↓

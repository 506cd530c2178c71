//! Dashboard layout rendering.
//!
//! Pure layout logic: header, search bar, users (left) and posts (right),
//! status bar, and the help overlay on top when visible.

use crate::state::{FocusPane, ViewState};
use crate::view::constants::{
    HEADER_HEIGHT, SEARCH_BAR_HEIGHT, STATUS_BAR_HEIGHT, USER_LIST_WIDTH_PERCENT,
};
use crate::view::{help, post_pane, user_list, DashboardStyles, SearchBar};
use ratatui::{
    layout::{Constraint, Direction, Layout, Rect},
    text::{Line, Span},
    widgets::Paragraph,
    Frame,
};

/// Screen regions of the dashboard.
#[derive(Debug, Clone, Copy, PartialEq, Eq)]
pub struct DashboardAreas {
    /// One-line summary at the top.
    pub header: Rect,
    /// Bordered search input.
    pub search: Rect,
    /// User list, left half.
    pub users: Rect,
    /// Post pane, right half.
    pub posts: Rect,
    /// Keyboard hints at the bottom.
    pub status: Rect,
}

/// Split the frame into dashboard regions.
pub fn calculate_areas(frame_area: Rect) -> DashboardAreas {
    let vertical_chunks = Layout::default()
        .direction(Direction::Vertical)
        .constraints([
            Constraint::Length(HEADER_HEIGHT),
            Constraint::Length(SEARCH_BAR_HEIGHT),
            Constraint::Min(0),
            Constraint::Length(STATUS_BAR_HEIGHT),
        ])
        .split(frame_area);

    let horizontal_chunks = Layout::default()
        .direction(Direction::Horizontal)
        .constraints([
            Constraint::Percentage(USER_LIST_WIDTH_PERCENT),
            Constraint::Percentage(100 - USER_LIST_WIDTH_PERCENT),
        ])
        .split(vertical_chunks[2]);

    DashboardAreas {
        header: vertical_chunks[0],
        search: vertical_chunks[1],
        users: horizontal_chunks[0],
        posts: horizontal_chunks[1],
        status: vertical_chunks[3],
    }
}

/// Visible lines inside the bordered post pane.
pub fn post_viewport_height(frame_area: Rect) -> u16 {
    calculate_areas(frame_area).posts.height.saturating_sub(2)
}

/// Text columns inside the bordered post pane.
pub fn post_viewport_width(frame_area: Rect) -> u16 {
    calculate_areas(frame_area).posts.width.saturating_sub(2)
}

/// Render the whole dashboard.
pub fn render_layout(frame: &mut Frame, state: &ViewState, styles: &DashboardStyles) {
    let areas = calculate_areas(frame.area());

    frame.render_widget(Paragraph::new(header_line(state, styles)), areas.header);
    frame.render_widget(
        SearchBar::new(state.search(), state.focus == FocusPane::Search, styles),
        areas.search,
    );
    user_list::render_user_list(
        frame,
        areas.users,
        state,
        styles,
        state.focus == FocusPane::Users,
    );
    post_pane::render_post_pane(
        frame,
        areas.posts,
        state,
        styles,
        state.focus == FocusPane::Posts,
    );
    frame.render_widget(
        Paragraph::new(Line::from(Span::styled(
            build_keyboard_hints(state.focus),
            styles.muted,
        ))),
        areas.status,
    );

    if state.help_visible {
        help::render_help_overlay(frame, styles);
    }
}

/// Header: user count, sort key, freshness stamp, then loading and error.
///
/// Format: `userdash | 10 users | sort: Name | updated 12:00:00 UTC | Loading... | Failed to load posts`
pub fn header_line(state: &ViewState, styles: &DashboardStyles) -> Line<'static> {
    let mut summary = format!(
        "userdash | {} users | sort: {}",
        state.users().len(),
        state.sort_key().label()
    );
    if let Some(received_at) = state.users_received_at() {
        summary.push_str(&format!(" | updated {}", received_at.format("%H:%M:%S UTC")));
    }

    let mut spans = vec![Span::styled(summary, styles.header)];
    if state.is_loading() {
        spans.push(Span::raw(" | "));
        spans.push(Span::styled("Loading...", styles.loading));
    }
    if let Some(message) = state.error_message() {
        spans.push(Span::raw(" | "));
        spans.push(Span::styled(message, styles.error));
    }

    Line::from(spans)
}

/// Build keyboard hints for the focused pane.
fn build_keyboard_hints(focus: FocusPane) -> &'static str {
    match focus {
        FocusPane::Search => "type to filter | ←/→ move | Backspace delete | Esc/Enter done",
        FocusPane::Users => {
            "j/k move | Enter posts | / search | s sort | m more | Tab posts | r reload | ? help | q quit"
        }
        FocusPane::Posts => "j/k scroll | Ctrl+d/u page | m more | Tab users | ? help | q quit",
    }
}

// ===== Tests =====

#[cfg(test)]
#[path = "layout_tests.rs"]
mod tests;
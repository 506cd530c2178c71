//! Dashboard state machine (pure).
//!
//! All state transitions are functions of the current state and an input
//! (key action, search edit, or settled response), testable without a
//! terminal or a network.

pub mod cursor_handler;
pub mod directory_handler;
pub mod recompute;
pub mod search_input;
pub mod search_input_handler;
pub mod view_state;

// Re-export for convenience
pub use cursor_handler::{handle_cursor_action, handle_post_scroll};
pub use directory_handler::{
    apply_response, load_more_posts, load_users, select_highlighted_user, select_user,
    ResponseOutcome,
};
pub use recompute::recompute_view;
pub use search_input::SearchInput;
pub use search_input_handler::{handle_search_edit, SearchEdit};
pub use view_state::{FocusPane, ViewState, DEFAULT_PAGE_SIZE};
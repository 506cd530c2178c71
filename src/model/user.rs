//! User records as served by the Directory Service.

use crate::model::UserId;
use serde::{Deserialize, Serialize};

/// A user from the directory.
///
/// Immutable once fetched. Fields the dashboard does not show (phone,
/// website, geo coordinates, catch phrase) are ignored on decode.
#[derive(Debug, Clone, PartialEq, Eq, Serialize, Deserialize)]
pub struct User {
    /// Directory-assigned user id.
    pub id: UserId,
    /// Display name; searched and sortable.
    pub name: String,
    /// Email address; searched.
    pub email: String,
    /// Postal address.
    pub address: Address,
    /// Employer; its name is sortable.
    pub company: Company,
}

/// Postal address of a user.
#[derive(Debug, Clone, PartialEq, Eq, Serialize, Deserialize)]
pub struct Address {
    /// Street name.
    pub street: String,
    /// Suite or apartment.
    pub suite: String,
    /// City.
    pub city: String,
    /// Postal code.
    pub zipcode: String,
}

/// Employer of a user. Only the name is displayed.
#[derive(Debug, Clone, PartialEq, Eq, Serialize, Deserialize)]
pub struct Company {
    /// Company name.
    pub name: String,
}

impl User {
    /// Build a user from its displayed fields.
    pub fn new(
        id: UserId,
        name: impl Into<String>,
        email: impl Into<String>,
        address: Address,
        company_name: impl Into<String>,
    ) -> Self {
        Self {
            id,
            name: name.into(),
            email: email.into(),
            address,
            company: Company {
                name: company_name.into(),
            },
        }
    }

    /// Name of the user's company.
    pub fn company_name(&self) -> &str {
        &self.company.name
    }
}

impl Address {
    /// Build an address from its four parts.
    pub fn new(
        street: impl Into<String>,
        suite: impl Into<String>,
        city: impl Into<String>,
        zipcode: impl Into<String>,
    ) -> Self {
        Self {
            street: street.into(),
            suite: suite.into(),
            city: city.into(),
            zipcode: zipcode.into(),
        }
    }

    /// Single-line form: `street, suite, city, zipcode`.
    pub fn one_line(&self) -> String {
        format!(
            "{}, {}, {}, {}",
            self.street, self.suite, self.city, self.zipcode
        )
    }
}

impl Default for Address {
    fn default() -> Self {
        Self::new("", "", "", "")
    }
}
//! Posts and post pagination.

use crate::model::{PostId, UserId};
use serde::{Deserialize, Serialize};
use std::fmt;
use std::num::NonZeroU32;

/// A post written by a user.
#[derive(Debug, Clone, PartialEq, Eq, Serialize, Deserialize)]
#[serde(rename_all = "camelCase")]
pub struct Post {
    /// Directory-assigned post id.
    pub id: PostId,
    /// Author, as `userId` on the wire.
    pub user_id: UserId,
    /// One-line title.
    pub title: String,
    /// Body text; may span several lines.
    pub body: String,
}

impl Post {
    /// Build a post from its fields.
    pub fn new(
        id: PostId,
        user_id: UserId,
        title: impl Into<String>,
        body: impl Into<String>,
    ) -> Self {
        Self {
            id,
            user_id,
            title: title.into(),
            body: body.into(),
        }
    }
}

/// 1-indexed page number for post pagination.
///
/// Page numbers start at 1 and only ever move forward.
#[derive(Debug, Clone, Copy, PartialEq, Eq, PartialOrd, Ord, Hash)]
pub struct PageNumber(NonZeroU32);

impl PageNumber {
    /// The first page.
    pub fn first() -> Self {
        Self(NonZeroU32::MIN)
    }

    /// Smart constructor: `None` for page 0.
    pub fn new(raw: u32) -> Option<Self> {
        NonZeroU32::new(raw).map(Self)
    }

    /// The page after this one. Saturates at `u32::MAX`.
    pub fn next(self) -> Self {
        Self(self.0.saturating_add(1))
    }

    /// The page number as sent in `_page`.
    pub fn get(self) -> u32 {
        self.0.get()
    }
}

impl Default for PageNumber {
    fn default() -> Self {
        Self::first()
    }
}

impl fmt::Display for PageNumber {
    fn fmt(&self, f: &mut fmt::Formatter<'_>) -> fmt::Result {
        write!(f, "{}", self.0)
    }
}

↑

■ **TASK TO COMPLETE**
Word for word, restate the lines of the listing above starting at the line with "the Directory Service." and ending at the line with "address of a user.", and nothing outside them.

■ **WRITTEN RESPONSE**
//! User records as served by the Directory Service.

use crate::model::UserId;
use serde::{Deserialize, Serialize};

/// A user from the directory.
///
/// Immutable once fetched. Fields the dashboard does not show (phone,
/// website, geo coordinates, catch phrase) are ignored on decode.
#[derive(Debug, Clone, PartialEq, Eq, Serialize, Deserialize)]
pub struct User {
    /// Directory-assigned user id.
    pub id: UserId,
    /// Display name; searched and sortable.
    pub name: String,
    /// Email address; searched.
    pub email: String,
    /// Postal address.
    pub address: Address,
    /// Employer; its name is sortable.
    pub company: Company,
}

/// Postal address of a user.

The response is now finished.